◆ **ABOUT THIS TASK**
Which lines in the data below contain the word "async"? Copy each of them.

(Collected data entries)
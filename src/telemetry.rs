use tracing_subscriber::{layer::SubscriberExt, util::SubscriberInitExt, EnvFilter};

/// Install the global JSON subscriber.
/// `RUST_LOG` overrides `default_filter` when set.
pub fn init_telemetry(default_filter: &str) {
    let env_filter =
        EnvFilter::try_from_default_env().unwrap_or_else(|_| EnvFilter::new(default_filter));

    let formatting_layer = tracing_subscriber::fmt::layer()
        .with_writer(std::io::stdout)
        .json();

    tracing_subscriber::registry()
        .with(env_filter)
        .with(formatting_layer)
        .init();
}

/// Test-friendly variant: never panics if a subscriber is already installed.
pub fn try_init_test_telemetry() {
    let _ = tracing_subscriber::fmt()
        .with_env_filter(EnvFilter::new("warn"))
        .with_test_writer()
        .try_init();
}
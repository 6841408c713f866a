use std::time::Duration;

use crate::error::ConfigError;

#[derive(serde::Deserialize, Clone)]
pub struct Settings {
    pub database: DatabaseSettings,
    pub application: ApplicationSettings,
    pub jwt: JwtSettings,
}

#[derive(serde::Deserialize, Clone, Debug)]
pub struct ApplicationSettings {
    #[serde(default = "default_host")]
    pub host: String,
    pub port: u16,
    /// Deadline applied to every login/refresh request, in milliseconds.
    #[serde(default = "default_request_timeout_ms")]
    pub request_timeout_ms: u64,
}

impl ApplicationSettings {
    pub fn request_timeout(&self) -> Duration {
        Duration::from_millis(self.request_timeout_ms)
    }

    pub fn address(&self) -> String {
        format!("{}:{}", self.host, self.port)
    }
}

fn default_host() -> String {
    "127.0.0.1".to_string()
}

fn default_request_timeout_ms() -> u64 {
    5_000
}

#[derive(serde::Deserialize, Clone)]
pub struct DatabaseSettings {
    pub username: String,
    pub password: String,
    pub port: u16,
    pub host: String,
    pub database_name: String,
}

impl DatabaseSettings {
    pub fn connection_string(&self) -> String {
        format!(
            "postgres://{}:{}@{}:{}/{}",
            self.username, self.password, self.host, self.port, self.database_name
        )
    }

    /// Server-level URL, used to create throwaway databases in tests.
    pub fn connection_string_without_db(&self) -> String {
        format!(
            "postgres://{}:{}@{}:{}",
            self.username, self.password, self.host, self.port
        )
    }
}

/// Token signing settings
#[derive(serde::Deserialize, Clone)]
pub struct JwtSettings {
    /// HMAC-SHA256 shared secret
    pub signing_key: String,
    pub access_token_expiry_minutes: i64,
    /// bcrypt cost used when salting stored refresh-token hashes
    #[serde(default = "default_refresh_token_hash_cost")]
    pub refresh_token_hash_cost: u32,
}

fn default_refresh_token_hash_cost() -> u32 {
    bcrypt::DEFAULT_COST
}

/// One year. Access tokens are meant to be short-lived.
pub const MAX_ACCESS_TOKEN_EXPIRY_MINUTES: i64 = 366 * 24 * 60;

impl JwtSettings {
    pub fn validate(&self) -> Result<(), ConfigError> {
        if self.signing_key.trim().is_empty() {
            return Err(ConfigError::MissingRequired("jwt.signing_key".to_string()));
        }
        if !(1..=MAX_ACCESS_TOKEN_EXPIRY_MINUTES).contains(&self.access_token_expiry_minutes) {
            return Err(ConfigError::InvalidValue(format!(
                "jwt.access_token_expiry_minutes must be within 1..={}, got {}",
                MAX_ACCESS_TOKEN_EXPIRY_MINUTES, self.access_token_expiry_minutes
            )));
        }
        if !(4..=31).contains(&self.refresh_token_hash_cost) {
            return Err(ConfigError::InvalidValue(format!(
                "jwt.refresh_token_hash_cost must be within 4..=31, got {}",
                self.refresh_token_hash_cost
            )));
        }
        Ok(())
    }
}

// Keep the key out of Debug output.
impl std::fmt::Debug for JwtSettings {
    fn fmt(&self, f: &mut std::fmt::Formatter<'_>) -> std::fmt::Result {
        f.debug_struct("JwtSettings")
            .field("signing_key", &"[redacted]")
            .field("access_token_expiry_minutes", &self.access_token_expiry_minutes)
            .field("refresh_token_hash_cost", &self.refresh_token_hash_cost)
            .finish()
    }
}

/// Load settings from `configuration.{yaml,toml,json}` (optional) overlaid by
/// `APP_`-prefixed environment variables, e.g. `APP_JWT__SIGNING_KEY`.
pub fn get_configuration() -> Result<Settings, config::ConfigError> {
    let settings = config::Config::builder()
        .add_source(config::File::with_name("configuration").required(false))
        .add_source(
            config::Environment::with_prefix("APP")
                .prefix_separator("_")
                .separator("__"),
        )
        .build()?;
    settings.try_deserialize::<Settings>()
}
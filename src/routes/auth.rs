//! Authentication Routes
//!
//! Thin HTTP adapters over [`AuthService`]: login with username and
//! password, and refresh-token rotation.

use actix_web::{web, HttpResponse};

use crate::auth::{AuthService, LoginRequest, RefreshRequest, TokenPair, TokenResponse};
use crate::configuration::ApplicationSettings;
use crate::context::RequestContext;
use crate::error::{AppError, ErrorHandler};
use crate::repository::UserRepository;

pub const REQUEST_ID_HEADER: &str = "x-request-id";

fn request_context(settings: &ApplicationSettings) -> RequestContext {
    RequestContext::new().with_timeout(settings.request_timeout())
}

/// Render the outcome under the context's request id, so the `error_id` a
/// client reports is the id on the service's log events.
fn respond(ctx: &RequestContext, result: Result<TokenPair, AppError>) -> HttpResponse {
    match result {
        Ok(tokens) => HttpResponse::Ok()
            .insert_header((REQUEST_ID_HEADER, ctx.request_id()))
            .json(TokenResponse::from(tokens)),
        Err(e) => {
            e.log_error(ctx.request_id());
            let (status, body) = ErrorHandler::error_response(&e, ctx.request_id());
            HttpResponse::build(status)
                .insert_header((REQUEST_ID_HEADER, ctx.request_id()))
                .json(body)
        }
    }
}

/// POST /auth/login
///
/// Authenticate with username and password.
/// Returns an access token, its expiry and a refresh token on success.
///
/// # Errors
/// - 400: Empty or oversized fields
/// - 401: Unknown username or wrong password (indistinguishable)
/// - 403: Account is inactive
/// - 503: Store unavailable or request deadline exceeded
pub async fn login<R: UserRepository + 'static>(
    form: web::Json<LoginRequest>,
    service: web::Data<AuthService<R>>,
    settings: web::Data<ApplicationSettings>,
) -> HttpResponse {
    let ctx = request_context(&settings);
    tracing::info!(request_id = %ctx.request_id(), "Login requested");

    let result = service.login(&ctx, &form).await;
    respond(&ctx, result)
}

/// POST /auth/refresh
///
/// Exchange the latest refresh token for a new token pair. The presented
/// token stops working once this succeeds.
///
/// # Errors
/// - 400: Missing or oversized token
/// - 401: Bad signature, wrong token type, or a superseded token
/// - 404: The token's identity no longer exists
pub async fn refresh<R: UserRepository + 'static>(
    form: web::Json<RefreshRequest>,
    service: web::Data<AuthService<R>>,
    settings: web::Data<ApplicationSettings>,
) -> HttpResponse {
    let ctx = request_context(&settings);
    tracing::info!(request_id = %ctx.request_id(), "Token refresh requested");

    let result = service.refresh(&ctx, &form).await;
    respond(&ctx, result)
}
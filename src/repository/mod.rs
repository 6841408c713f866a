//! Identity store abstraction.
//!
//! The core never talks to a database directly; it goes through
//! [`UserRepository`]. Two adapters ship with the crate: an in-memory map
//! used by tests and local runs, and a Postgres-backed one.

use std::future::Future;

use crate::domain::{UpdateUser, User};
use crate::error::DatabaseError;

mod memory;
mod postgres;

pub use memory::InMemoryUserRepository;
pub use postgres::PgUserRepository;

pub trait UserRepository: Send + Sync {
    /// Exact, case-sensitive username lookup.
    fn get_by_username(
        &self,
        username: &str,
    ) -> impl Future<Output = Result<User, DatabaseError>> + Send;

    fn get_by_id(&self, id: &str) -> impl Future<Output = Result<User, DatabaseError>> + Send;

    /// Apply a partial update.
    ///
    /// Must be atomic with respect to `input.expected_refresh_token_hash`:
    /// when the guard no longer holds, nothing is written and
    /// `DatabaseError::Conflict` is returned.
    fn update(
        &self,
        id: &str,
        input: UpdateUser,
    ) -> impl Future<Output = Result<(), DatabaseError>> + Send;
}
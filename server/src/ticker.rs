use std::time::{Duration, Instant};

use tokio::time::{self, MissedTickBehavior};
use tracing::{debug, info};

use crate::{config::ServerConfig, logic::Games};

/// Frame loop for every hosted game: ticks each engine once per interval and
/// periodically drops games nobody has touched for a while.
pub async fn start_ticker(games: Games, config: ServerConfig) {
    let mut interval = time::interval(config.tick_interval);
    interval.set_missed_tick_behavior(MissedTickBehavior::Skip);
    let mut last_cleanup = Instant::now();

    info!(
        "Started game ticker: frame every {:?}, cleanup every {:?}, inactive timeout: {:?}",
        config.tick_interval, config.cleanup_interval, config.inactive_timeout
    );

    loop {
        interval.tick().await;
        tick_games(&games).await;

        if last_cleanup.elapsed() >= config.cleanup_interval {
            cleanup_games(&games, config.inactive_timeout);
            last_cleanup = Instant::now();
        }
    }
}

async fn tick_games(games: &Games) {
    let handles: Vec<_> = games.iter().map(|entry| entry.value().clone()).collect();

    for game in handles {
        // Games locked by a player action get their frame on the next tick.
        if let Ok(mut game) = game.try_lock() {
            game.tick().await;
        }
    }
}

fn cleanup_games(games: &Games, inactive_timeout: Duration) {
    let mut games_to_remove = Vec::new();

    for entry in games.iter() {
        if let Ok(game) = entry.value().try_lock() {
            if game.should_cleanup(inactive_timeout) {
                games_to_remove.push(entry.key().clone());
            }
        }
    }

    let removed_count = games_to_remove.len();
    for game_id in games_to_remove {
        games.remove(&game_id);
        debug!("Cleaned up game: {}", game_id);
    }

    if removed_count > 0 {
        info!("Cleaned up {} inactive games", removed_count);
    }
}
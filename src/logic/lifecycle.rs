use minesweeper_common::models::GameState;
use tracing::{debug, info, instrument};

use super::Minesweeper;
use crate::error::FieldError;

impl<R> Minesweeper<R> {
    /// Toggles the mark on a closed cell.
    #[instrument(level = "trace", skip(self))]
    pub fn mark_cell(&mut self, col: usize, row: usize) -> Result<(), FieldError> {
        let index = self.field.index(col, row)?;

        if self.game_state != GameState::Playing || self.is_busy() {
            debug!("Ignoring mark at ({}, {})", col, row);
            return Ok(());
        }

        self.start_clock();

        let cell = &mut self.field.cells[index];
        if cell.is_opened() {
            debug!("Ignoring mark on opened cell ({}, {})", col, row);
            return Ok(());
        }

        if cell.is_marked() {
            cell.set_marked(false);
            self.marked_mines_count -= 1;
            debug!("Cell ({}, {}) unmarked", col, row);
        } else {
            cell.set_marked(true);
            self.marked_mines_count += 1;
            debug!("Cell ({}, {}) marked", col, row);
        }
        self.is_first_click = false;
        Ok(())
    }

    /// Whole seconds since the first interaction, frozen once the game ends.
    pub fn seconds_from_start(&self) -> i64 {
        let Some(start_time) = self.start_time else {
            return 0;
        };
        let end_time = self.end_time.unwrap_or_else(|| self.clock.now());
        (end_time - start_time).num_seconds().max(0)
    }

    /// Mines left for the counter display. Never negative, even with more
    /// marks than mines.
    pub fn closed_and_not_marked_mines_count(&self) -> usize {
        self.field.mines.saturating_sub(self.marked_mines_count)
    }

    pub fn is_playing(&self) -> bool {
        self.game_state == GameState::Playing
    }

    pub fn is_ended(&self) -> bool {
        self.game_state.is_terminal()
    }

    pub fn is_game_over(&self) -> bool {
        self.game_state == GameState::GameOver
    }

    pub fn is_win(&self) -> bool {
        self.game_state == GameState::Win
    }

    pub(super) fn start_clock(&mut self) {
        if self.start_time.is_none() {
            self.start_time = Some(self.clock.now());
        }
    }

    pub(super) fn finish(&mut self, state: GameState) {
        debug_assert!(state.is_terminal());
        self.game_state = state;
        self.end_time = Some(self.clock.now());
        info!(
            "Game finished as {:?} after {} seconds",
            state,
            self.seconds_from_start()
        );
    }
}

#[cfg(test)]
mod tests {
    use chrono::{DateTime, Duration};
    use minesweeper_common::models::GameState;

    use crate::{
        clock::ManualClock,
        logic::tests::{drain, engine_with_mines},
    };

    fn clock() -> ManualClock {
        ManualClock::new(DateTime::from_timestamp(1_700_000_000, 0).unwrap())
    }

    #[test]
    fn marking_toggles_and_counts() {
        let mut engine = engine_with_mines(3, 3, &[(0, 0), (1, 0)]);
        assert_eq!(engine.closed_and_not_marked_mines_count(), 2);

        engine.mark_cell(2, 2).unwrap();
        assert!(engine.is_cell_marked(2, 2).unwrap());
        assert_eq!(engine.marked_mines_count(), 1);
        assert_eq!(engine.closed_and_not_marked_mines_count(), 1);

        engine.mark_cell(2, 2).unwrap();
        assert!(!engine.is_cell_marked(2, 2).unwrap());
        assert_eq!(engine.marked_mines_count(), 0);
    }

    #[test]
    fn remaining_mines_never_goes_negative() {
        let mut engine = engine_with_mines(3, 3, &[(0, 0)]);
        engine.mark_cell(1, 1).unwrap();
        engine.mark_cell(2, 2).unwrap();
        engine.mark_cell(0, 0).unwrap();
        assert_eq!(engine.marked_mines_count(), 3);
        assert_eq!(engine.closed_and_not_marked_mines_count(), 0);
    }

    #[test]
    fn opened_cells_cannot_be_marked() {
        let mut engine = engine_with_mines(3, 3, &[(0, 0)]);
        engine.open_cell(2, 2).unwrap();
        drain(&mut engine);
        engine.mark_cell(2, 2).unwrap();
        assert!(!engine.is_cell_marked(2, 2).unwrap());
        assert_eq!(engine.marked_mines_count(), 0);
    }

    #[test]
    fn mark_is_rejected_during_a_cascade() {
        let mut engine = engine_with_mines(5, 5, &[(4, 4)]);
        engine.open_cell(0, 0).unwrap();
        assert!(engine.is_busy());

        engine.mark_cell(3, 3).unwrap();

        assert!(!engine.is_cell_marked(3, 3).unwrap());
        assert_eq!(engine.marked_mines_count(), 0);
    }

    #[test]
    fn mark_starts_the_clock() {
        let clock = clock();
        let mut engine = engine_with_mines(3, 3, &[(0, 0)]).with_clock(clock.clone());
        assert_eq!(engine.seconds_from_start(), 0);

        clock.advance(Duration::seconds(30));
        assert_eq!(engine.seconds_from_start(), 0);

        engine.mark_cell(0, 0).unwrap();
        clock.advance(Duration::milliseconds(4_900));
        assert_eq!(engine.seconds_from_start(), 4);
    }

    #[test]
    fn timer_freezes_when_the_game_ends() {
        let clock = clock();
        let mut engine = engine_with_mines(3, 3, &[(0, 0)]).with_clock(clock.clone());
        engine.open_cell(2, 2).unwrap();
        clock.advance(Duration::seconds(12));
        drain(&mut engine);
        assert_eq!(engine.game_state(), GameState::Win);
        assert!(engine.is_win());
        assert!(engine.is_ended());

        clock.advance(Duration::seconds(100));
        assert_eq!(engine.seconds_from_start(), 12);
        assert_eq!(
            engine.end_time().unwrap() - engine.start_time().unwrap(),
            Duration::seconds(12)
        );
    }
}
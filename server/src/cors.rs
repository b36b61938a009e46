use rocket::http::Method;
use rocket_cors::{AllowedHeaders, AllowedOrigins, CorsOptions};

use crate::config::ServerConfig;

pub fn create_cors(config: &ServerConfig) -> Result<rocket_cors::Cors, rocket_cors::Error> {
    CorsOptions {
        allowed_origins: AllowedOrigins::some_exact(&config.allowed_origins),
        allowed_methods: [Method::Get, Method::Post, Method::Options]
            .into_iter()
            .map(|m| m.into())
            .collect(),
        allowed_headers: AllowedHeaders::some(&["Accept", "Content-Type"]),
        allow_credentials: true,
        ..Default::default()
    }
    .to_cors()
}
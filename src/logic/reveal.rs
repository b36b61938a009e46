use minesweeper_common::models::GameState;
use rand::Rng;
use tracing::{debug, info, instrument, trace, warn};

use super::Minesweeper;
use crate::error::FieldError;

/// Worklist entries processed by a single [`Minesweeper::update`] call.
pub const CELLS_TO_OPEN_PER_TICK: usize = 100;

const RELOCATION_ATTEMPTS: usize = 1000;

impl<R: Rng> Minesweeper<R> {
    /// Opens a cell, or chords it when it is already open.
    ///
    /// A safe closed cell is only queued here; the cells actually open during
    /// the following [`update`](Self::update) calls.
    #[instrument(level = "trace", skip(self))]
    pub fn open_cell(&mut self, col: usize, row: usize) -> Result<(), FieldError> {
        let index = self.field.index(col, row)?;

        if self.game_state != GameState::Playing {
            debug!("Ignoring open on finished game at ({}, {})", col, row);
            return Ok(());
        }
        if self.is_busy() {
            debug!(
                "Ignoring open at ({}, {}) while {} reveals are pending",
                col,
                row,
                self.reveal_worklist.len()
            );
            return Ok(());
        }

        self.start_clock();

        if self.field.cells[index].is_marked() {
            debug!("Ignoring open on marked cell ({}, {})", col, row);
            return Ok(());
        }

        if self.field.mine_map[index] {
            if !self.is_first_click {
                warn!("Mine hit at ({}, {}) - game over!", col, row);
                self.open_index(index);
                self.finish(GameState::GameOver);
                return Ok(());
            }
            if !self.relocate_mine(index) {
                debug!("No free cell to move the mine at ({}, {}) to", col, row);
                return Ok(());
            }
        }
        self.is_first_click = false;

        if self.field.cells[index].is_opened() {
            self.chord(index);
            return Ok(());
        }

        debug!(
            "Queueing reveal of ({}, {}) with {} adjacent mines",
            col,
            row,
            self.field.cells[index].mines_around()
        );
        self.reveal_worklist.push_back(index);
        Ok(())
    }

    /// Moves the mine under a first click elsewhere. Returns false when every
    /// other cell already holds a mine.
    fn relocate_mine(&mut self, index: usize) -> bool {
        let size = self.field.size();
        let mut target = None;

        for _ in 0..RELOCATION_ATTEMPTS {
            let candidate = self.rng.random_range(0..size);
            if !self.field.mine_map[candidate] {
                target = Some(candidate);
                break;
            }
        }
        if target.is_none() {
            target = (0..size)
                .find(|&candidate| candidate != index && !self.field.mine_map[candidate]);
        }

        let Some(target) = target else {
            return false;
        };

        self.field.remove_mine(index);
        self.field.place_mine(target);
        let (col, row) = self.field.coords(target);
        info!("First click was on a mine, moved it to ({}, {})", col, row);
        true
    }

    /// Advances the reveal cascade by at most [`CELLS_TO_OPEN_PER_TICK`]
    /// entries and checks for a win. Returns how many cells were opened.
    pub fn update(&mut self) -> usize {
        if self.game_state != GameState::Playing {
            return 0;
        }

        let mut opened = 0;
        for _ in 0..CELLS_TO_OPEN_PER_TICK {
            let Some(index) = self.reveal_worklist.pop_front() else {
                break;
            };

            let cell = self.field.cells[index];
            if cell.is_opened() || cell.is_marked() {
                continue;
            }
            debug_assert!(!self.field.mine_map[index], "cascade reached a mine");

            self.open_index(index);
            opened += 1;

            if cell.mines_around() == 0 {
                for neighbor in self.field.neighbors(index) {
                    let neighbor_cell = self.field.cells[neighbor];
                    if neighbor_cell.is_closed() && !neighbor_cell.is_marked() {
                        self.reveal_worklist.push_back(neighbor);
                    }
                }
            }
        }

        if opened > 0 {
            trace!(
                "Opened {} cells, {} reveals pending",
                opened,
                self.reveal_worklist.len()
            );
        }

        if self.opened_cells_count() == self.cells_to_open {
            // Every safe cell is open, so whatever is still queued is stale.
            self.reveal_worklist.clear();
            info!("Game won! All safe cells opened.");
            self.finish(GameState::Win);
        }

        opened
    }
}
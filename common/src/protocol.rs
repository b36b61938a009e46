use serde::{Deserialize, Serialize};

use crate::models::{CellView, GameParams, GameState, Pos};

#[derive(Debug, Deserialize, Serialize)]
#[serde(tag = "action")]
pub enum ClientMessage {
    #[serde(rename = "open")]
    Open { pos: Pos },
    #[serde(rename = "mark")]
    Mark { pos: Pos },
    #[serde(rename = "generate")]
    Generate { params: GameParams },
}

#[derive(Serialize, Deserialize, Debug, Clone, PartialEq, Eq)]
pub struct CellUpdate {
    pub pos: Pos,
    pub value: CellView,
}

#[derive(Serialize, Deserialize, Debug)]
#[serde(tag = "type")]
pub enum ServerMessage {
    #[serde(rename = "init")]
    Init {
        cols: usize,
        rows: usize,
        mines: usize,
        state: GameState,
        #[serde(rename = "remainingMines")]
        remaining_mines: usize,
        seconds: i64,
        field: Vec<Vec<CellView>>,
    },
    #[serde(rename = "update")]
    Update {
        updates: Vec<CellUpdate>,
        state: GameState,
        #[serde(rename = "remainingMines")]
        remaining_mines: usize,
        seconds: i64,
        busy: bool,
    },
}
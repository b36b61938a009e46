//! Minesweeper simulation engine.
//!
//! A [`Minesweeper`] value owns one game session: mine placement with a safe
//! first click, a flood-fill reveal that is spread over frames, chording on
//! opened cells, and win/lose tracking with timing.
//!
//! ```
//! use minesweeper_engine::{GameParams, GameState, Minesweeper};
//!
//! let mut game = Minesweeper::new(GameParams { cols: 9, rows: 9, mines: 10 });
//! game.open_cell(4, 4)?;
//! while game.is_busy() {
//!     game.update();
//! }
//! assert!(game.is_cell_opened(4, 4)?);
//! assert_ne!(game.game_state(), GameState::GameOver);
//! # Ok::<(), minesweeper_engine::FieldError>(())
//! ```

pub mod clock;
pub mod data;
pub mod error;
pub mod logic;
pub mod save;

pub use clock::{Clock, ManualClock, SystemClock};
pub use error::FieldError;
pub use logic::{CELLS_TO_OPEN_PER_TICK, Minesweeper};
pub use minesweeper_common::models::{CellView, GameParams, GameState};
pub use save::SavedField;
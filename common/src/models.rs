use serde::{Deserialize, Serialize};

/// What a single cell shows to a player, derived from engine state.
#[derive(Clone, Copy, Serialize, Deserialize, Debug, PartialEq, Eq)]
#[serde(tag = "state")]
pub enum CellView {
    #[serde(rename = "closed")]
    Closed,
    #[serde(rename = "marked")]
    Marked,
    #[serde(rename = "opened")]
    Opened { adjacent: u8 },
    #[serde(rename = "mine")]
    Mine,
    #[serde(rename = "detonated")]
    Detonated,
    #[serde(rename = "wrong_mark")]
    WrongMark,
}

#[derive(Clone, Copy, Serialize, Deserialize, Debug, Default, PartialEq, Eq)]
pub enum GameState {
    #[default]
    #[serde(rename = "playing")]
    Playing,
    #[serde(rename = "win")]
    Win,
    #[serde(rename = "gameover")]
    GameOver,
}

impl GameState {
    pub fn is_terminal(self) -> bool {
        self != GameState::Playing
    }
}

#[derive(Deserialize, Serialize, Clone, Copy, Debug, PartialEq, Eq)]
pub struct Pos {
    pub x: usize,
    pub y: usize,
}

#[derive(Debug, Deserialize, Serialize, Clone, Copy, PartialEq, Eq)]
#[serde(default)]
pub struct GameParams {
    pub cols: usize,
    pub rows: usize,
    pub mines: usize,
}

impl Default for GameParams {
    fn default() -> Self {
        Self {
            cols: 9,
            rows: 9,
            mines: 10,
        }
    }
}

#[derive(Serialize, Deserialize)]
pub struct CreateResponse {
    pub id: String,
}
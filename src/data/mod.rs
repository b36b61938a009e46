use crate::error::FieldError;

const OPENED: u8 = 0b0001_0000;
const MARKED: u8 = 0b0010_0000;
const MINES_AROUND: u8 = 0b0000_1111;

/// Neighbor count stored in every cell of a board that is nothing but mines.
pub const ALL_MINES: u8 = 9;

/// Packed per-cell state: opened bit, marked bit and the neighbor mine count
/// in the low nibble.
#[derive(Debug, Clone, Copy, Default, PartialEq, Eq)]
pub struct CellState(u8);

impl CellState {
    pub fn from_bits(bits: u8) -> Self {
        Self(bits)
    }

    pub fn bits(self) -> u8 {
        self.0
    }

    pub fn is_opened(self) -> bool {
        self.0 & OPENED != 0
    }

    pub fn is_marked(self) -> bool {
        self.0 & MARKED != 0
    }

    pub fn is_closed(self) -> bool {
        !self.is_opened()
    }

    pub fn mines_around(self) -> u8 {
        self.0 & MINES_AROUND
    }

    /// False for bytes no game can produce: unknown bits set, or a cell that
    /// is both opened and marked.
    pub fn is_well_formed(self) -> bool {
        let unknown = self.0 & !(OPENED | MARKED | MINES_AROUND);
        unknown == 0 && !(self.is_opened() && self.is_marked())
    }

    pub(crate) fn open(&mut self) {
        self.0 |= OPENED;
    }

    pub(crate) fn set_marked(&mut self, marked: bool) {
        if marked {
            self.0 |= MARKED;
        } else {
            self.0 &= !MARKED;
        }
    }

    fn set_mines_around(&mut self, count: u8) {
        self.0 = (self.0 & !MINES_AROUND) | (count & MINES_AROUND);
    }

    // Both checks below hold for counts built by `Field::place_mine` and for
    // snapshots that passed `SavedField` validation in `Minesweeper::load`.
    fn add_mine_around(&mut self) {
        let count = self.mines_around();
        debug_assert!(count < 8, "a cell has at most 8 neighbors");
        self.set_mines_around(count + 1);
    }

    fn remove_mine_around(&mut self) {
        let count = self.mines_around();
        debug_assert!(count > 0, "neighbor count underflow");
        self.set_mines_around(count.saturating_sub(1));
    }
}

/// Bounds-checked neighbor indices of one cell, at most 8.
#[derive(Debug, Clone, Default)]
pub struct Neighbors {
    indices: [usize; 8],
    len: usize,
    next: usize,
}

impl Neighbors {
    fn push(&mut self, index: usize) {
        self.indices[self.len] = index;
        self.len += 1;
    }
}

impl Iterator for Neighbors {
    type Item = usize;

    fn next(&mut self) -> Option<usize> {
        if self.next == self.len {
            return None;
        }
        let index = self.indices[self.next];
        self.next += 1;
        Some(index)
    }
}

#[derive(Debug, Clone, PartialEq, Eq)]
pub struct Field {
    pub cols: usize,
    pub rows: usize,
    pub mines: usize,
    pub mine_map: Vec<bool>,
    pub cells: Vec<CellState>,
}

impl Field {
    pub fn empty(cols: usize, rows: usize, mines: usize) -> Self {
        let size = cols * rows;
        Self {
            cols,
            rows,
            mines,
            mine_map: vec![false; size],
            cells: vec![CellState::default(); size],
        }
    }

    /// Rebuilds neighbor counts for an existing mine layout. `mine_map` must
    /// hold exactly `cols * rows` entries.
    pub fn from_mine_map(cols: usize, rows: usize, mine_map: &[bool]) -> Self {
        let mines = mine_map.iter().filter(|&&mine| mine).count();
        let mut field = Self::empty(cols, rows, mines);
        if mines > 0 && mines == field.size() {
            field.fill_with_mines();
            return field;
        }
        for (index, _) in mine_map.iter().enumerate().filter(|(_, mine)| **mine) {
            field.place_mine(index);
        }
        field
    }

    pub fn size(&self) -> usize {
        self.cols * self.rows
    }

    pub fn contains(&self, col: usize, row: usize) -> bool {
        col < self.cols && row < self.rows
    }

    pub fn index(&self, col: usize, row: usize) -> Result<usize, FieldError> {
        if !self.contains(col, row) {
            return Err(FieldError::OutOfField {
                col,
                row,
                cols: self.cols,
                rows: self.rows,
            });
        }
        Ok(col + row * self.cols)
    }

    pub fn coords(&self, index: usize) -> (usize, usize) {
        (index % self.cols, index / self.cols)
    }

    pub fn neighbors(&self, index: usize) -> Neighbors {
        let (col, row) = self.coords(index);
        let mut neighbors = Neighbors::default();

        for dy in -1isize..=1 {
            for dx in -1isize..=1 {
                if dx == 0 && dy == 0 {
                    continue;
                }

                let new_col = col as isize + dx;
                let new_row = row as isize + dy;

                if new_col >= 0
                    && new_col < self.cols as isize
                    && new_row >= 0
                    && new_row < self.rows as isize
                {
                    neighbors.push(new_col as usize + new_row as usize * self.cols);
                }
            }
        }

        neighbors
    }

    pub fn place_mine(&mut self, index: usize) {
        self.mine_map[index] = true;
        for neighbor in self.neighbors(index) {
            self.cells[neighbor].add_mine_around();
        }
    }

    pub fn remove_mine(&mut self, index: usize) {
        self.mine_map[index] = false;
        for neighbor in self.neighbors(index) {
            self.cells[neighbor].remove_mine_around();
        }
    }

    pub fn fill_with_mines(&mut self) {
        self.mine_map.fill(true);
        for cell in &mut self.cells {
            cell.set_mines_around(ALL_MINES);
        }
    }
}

◆ **RESULT OF THIS EXERCISE**
pub async fn login<R: UserRepository + 'static>(
pub async fn refresh<R: UserRepository + 'static>(
pub async fn start_ticker(games: Games, config: ServerConfig) {
async fn tick_games(games: &Games) {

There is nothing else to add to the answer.